Abstract The intimate relationship between bacteria and tumors has triggered a lot of activities in the development and design of bioactive materials to concurrently respond to antitumor and antibacterial demands. Herein, a pseudocatalytic hydrogel (AM‐I@Agar) with intrinsic antibacterial and photothermal activities, synthesized by incorporating prefabricated amylose‐iodine nanoparticles into low‐melting‐point agarose hydrogel, is explored as a bioactive agent for local treatment of subcutaneous abscesses and breast tumors. The AM‐I@Agar hydrogel depicts the ability of pseudocatalytic O 2 generation from H 2 O 2 to alleviate hypoxia. Meanwhile, the AM‐I@Agar hydrogel exhibits temperature self‐regulation features, beneficial for avoiding thermal injury during photothermal therapy owing to thermochromic properties. Upon local injection into a subcutaneous abscess, methicillin‐resistant Staphylococcus aureus is effectively eliminated by the AM‐I@Agar hydrogel, and complete skin recovery is achieved in 8 d, demonstrating much better antibacterial effects compared with penicillin, a small‐molecule antibiotic.

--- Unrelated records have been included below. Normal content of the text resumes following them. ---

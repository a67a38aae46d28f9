//! Per-dataset detail endpoints.
//!
//! A [`DatasetSource`] knows a dataset's base access URL and builds the
//! well-known detail URLs under it. Detail fetches are best-effort: a non-200
//! status is logged and yields `None` instead of an error, so one broken
//! endpoint never aborts a wider metadata run.

mod geography;
mod groups;
mod variables;

pub use geography::{build_geographies_table, GeographyRecord};
pub use groups::{build_groups_table, GroupRecord};
pub use variables::{build_variables_table, VariableRecord};

use std::fmt;
use std::str::FromStr;

use serde_json::{Map, Value};
use thiserror::Error;
use tracing::{debug, warn};

use crate::catalog::CatalogError;
use crate::coerce::{coerce_labels, coerce_text};
use crate::config::DEFAULT_MEDIA_TYPE;
use crate::http_client::{Fetch, HttpClient};

/// Detail endpoints exposed under a dataset's base URL.
#[derive(Debug, Clone, Copy, PartialEq, Eq, Hash, clap::ValueEnum)]
pub enum DetailKind {
    Variables,
    Examples,
    Sorts,
    Geography,
    Tags,
    Groups,
}

impl DetailKind {
    pub const ALL: [DetailKind; 6] = [
        DetailKind::Variables,
        DetailKind::Examples,
        DetailKind::Sorts,
        DetailKind::Geography,
        DetailKind::Tags,
        DetailKind::Groups,
    ];

    /// Path segment used in the endpoint URL.
    pub fn as_str(&self) -> &'static str {
        match self {
            Self::Variables => "variables",
            Self::Examples => "examples",
            Self::Sorts => "sorts",
            Self::Geography => "geography",
            Self::Tags => "tags",
            Self::Groups => "groups",
        }
    }
}

impl fmt::Display for DetailKind {
    fn fmt(&self, f: &mut fmt::Formatter<'_>) -> fmt::Result {
        f.write_str(self.as_str())
    }
}

impl FromStr for DetailKind {
    type Err = String;

    fn from_str(s: &str) -> Result<Self, Self::Err> {
        match s.trim().to_lowercase().as_str() {
            "variables" => Ok(Self::Variables),
            "examples" => Ok(Self::Examples),
            "sorts" => Ok(Self::Sorts),
            "geography" | "geographies" => Ok(Self::Geography),
            "tags" => Ok(Self::Tags),
            "groups" => Ok(Self::Groups),
            other => Err(format!("Unknown detail endpoint: {}", other)),
        }
    }
}

/// A detail endpoint answered with something other than 200.
#[derive(Debug, Clone, PartialEq, Eq, Error)]
#[error("Failed to get a valid response from {url}; status code: {status}")]
pub struct DetailFetchWarning {
    pub url: String,
    pub status: u16,
}

/// Rewrite a trailing `.html` to `.json`; other URLs are returned unchanged.
pub fn normalize_detail_url(url: &str) -> String {
    match url.strip_suffix(".html") {
        Some(stem) => format!("{}.json", stem),
        None => url.to_string(),
    }
}

/// Detail endpoints of one dataset. Nothing is cached between calls.
#[derive(Debug, Clone)]
pub struct DatasetSource<F = HttpClient> {
    base_url: String,
    media_type: String,
    fetcher: F,
}

impl<F: Fetch> DatasetSource<F> {
    /// Create a source that requests JSON.
    pub fn new(base_url: &str, fetcher: F) -> Self {
        Self::with_media_type(base_url, DEFAULT_MEDIA_TYPE, fetcher)
    }

    /// Create a source with an explicit media type (e.g. "html").
    pub fn with_media_type(base_url: &str, media_type: &str, fetcher: F) -> Self {
        Self {
            base_url: base_url.trim_end_matches('/').to_string(),
            media_type: media_type.to_string(),
            fetcher,
        }
    }

    pub fn base_url(&self) -> &str {
        &self.base_url
    }

    pub fn media_type(&self) -> &str {
        &self.media_type
    }

    /// `{base_url}/{kind}.{media_type}`
    pub fn detail_url(&self, kind: DetailKind) -> String {
        format!("{}/{}.{}", self.base_url, kind.as_str(), self.media_type)
    }

    pub fn variables_url(&self) -> String {
        self.detail_url(DetailKind::Variables)
    }

    pub fn examples_url(&self) -> String {
        self.detail_url(DetailKind::Examples)
    }

    pub fn sorts_url(&self) -> String {
        self.detail_url(DetailKind::Sorts)
    }

    pub fn geographies_url(&self) -> String {
        self.detail_url(DetailKind::Geography)
    }

    pub fn tags_url(&self) -> String {
        self.detail_url(DetailKind::Tags)
    }

    pub fn groups_url(&self) -> String {
        self.detail_url(DetailKind::Groups)
    }

    /// GET a detail URL (`.html` is requested as `.json`).
    ///
    /// Returns `Ok(None)` and logs a [`DetailFetchWarning`] when the status is
    /// not 200. Transport failures and undecodable bodies are still errors.
    pub async fn fetch_detail(&self, url: &str) -> Result<Option<Value>, CatalogError> {
        let url = normalize_detail_url(url);
        let response = self.fetcher.get(&url).await?;

        if !response.is_ok() {
            let warning = DetailFetchWarning {
                url,
                status: response.status.as_u16(),
            };
            warn!("{}", warning);
            return Ok(None);
        }

        debug!(
            "Fetched detail {} ({})",
            url,
            response.content_type().unwrap_or("no content type")
        );
        let json = response.json()?;
        Ok(Some(json))
    }

    /// Raw document of one detail endpoint.
    pub async fn detail(&self, kind: DetailKind) -> Result<Option<Value>, CatalogError> {
        self.fetch_detail(&self.detail_url(kind)).await
    }

    /// Fetch and flatten the variables endpoint.
    pub async fn variables(&self) -> Result<Option<Vec<VariableRecord>>, CatalogError> {
        match self.detail(DetailKind::Variables).await? {
            Some(json) => build_variables_table(&json).map(Some),
            None => Ok(None),
        }
    }

    /// Fetch and flatten the geography endpoint.
    pub async fn geographies(&self) -> Result<Option<Vec<GeographyRecord>>, CatalogError> {
        match self.detail(DetailKind::Geography).await? {
            Some(json) => build_geographies_table(&json).map(Some),
            None => Ok(None),
        }
    }

    /// Fetch and flatten the groups endpoint.
    pub async fn groups(&self) -> Result<Option<Vec<GroupRecord>>, CatalogError> {
        match self.detail(DetailKind::Groups).await? {
            Some(json) => build_groups_table(&json).map(Some),
            None => Ok(None),
        }
    }
}

/// Pull a required top-level field out of a detail document.
pub(crate) fn detail_field<'a>(detail: &'a Value, field: &str) -> Result<&'a Value, CatalogError> {
    detail
        .get(field)
        .ok_or_else(|| CatalogError::Shape(format!("detail response has no '{}' field", field)))
}

/// One entry of a detail list as a mapping. A bare scalar lands under `value`.
pub(crate) fn entry_fields(raw: &Value) -> Map<String, Value> {
    match raw {
        Value::Object(map) => map.clone(),
        other => {
            let mut map = Map::new();
            map.insert("value".to_string(), other.clone());
            map
        }
    }
}

/// Remove `key` and return its text form. A value with no text form stays in `fields`.
pub(crate) fn take_text(fields: &mut Map<String, Value>, key: &str) -> Option<String> {
    let value = fields.get(key)?;
    let text = coerce_text(Some(value));
    if text.is_some() || value.is_null() {
        fields.shift_remove(key);
    }
    text
}

/// Remove `key` and return it as a label list. Objects stay in `fields`.
pub(crate) fn take_labels(fields: &mut Map<String, Value>, key: &str) -> Vec<String> {
    match fields.get(key) {
        None | Some(Value::Object(_)) => Vec::new(),
        Some(value) => {
            let labels = coerce_labels(Some(value));
            fields.shift_remove(key);
            labels
        }
    }
}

AM‐I/5‐FU@Agar hydrogel, obtained after loading 5‐fluorouracil (5‐FU), significantly inhibits tumors in both normal 4T1 tumor‐bearing mice and MRSA‐infected 4T1 tumor‐bearing mice models via a synergistic photothermal‐chemo effect, and shows treatment efficiency superior to that achieved with photothermal therapy or 5‐FU alone. This work provides a concept for the design and development of bioactive agents for potential management of bacteria‐associated cancer.